Start of DATASET RECORDS

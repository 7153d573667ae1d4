//! Fixed-cadence gravity timer

use std::time::{Duration, Instant};

/// Slowest and fastest allowed gravity, in rows per second
const MIN_ROWS_PER_SECOND: f64 = 0.1;
const MAX_ROWS_PER_SECOND: f64 = 60.0;

/// Decides when the active piece is owed its next one-row fall
#[derive(Debug, Clone)]
pub struct Gravity {
    interval: Duration,
    last_fall: Instant,
}

impl Gravity {
    /// Gravity pulling `rows_per_second` rows each second
    pub fn new(rows_per_second: f64, now: Instant) -> Self {
        let rate = if rows_per_second.is_finite() {
            rows_per_second.clamp(MIN_ROWS_PER_SECOND, MAX_ROWS_PER_SECOND)
        } else {
            MIN_ROWS_PER_SECOND
        };
        Self {
            interval: Duration::from_secs_f64(1.0 / rate),
            last_fall: now,
        }
    }

    pub fn interval(&self) -> Duration {
        self.interval
    }

    /// Whether a fall step is due at `now`
    pub fn due(&self, now: Instant) -> bool {
        now.saturating_duration_since(self.last_fall) >= self.interval
    }

    /// Restart the cadence from `now`
    pub fn reset(&mut self, now: Instant) {
        self.last_fall = now;
    }
}

#[cfg(test)]
mod tests {
    use super::*;

    #[test]
    fn test_interval_from_rate() {
        let gravity = Gravity::new(2.0, Instant::now());
        assert_eq!(gravity.interval(), Duration::from_millis(500));
    }

    #[test]
    fn test_due_after_interval() {
        let start = Instant::now();
        let mut gravity = Gravity::new(4.0, start);
        assert!(!gravity.due(start));
        assert!(!gravity.due(start + Duration::from_millis(200)));
        assert!(gravity.due(start + Duration::from_millis(250)));

        gravity.reset(start + Duration::from_millis(250));
        assert!(!gravity.due(start + Duration::from_millis(300)));
    }

    #[test]
    fn test_rate_is_clamped() {
        let now = Instant::now();
        assert_eq!(Gravity::new(0.0, now).interval(), Duration::from_secs(10));
        assert_eq!(Gravity::new(f64::NAN, now).interval(), Duration::from_secs(10));
        assert!(Gravity::new(1000.0, now).interval() >= Duration::from_millis(16));
    }
}
//! Error types shared across the crate

use std::path::PathBuf;
use thiserror::Error;

/// Out-of-range grid access. Validation runs before every write, so hitting
/// this means a logic bug rather than a player action.
#[derive(Debug, Clone, Copy, PartialEq, Eq, Error)]
pub enum BoardError {
    #[error("cell ({row}, {col}) is outside the {width}x{height} board")]
    OutOfBounds {
        row: i32,
        col: i32,
        width: usize,
        height: usize,
    },
}

/// Failures of the score database. Never fatal for the game loop.
#[derive(Debug, Error)]
pub enum StoreError {
    #[error("could not determine a data directory for the score database")]
    NoDataDir,
    #[error("failed to create {}: {source}", path.display())]
    CreateDir {
        path: PathBuf,
        #[source]
        source: std::io::Error,
    },
    #[error("sqlite: {0}")]
    Sqlite(#[from] rusqlite::Error),
}

/// Failures reading or writing the settings file
#[derive(Debug, Error)]
pub enum SettingsError {
    #[error("could not determine a config directory")]
    NoConfigDir,
    #[error("settings I/O: {0}")]
    Io(#[from] std::io::Error),
    #[error("invalid settings file: {0}")]
    Parse(#[from] toml::de::Error),
    #[error("failed to serialize settings: {0}")]
    Serialize(#[from] toml::ser::Error),
}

End of DATASET RECORDS

» **ABOUT THIS TASK**:
Copy every record once more, exactly as given.

» **PROBLEM SOLUTION**:
repository 7153d573667ae1d4
//! Fixed-cadence gravity timer

use std::time::{Duration, Instant};

/// Slowest and fastest allowed gravity, in rows per second
const MIN_ROWS_PER_SECOND: f64 = 0.1;
const MAX_ROWS_PER_SECOND: f64 = 60.0;

/// Decides when the active piece is owed its next one-row fall
#[derive(Debug, Clone)]
pub struct Gravity {
    interval: Duration,
    last_fall: Instant,
}

impl Gravity {
    /// Gravity pulling `rows_per_second` rows each second
    pub fn new(rows_per_second: f64, now: Instant) -> Self {
        let rate = if rows_per_second.is_finite() {
            rows_per_second.clamp(MIN_ROWS_PER_SECOND, MAX_ROWS_PER_SECOND)
        } else {
            MIN_ROWS_PER_SECOND
        };
        Self {
            interval: Duration::from_secs_f64(1.0 / rate),
            last_fall: now,
        }
    }

    pub fn interval(&self) -> Duration {
        self.interval
    }

    /// Whether a fall step is due at `now`
    pub fn due(&self, now: Instant) -> bool {
        now.saturating_duration_since(self.last_fall) >= self.interval
    }

    /// Restart the cadence from `now`
    pub fn reset(&mut self, now: Instant) {
        self.last_fall = now;
    }
}

#[cfg(test)]
mod tests {
    use super::*;

    #[test]
    fn test_interval_from_rate() {
        let gravity = Gravity::new(2.0, Instant::now());
        assert_eq!(gravity.interval(), Duration::from_millis(500));
    }

    #[test]
    fn test_due_after_interval() {
        let start = Instant::now();
        let mut gravity = Gravity::new(4.0, start);
        assert!(!gravity.due(start));
        assert!(!gravity.due(start + Duration::from_millis(200)));
        assert!(gravity.due(start + Duration::from_millis(250)));

        gravity.reset(start + Duration::from_millis(250));
        assert!(!gravity.due(start + Duration::from_millis(300)));
    }

    #[test]
    fn test_rate_is_clamped() {
        let now = Instant::now();
        assert_eq!(Gravity::new(0.0, now).interval(), Duration::from_secs(10));
        assert_eq!(Gravity::new(f64::NAN, now).interval(), Duration::from_secs(10));
        assert!(Gravity::new(1000.0, now).interval() >= Duration::from_millis(16));
    }
}
//! Error types shared across the crate

use std::path::PathBuf;
use thiserror::Error;

/// Out-of-range grid access. Validation runs before every write, so hitting
/// this means a logic bug rather than a player action.
#[derive(Debug, Clone, Copy, PartialEq, Eq, Error)]
pub enum BoardError {
    #[error("cell ({row}, {col}) is outside the {width}x{height} board")]
    OutOfBounds {
        row: i32,
        col: i32,
        width: usize,
        height: usize,
    },
}

/// Failures of the score database. Never fatal for the game loop.
#[derive(Debug, Error)]
pub enum StoreError {
    #[error("could not determine a data directory for the score database")]
    NoDataDir,
    #[error("failed to create {}: {source}", path.display())]
    CreateDir {
        path: PathBuf,
        #[source]
        source: std::io::Error,
    },
    #[error("sqlite: {0}")]
    Sqlite(#[from] rusqlite::Error),
}

/// Failures reading or writing the settings file
#[derive(Debug, Error)]
pub enum SettingsError {
    #[error("could not determine a config directory")]
    NoConfigDir,
    #[error("settings I/O: {0}")]
    Io(#[from] std::io::Error),
    #[error("invalid settings file: {0}")]
    Parse(#[from] toml::de::Error),
    #[error("failed to serialize settings: {0}")]
    Serialize(#[from] toml::ser::Error),
}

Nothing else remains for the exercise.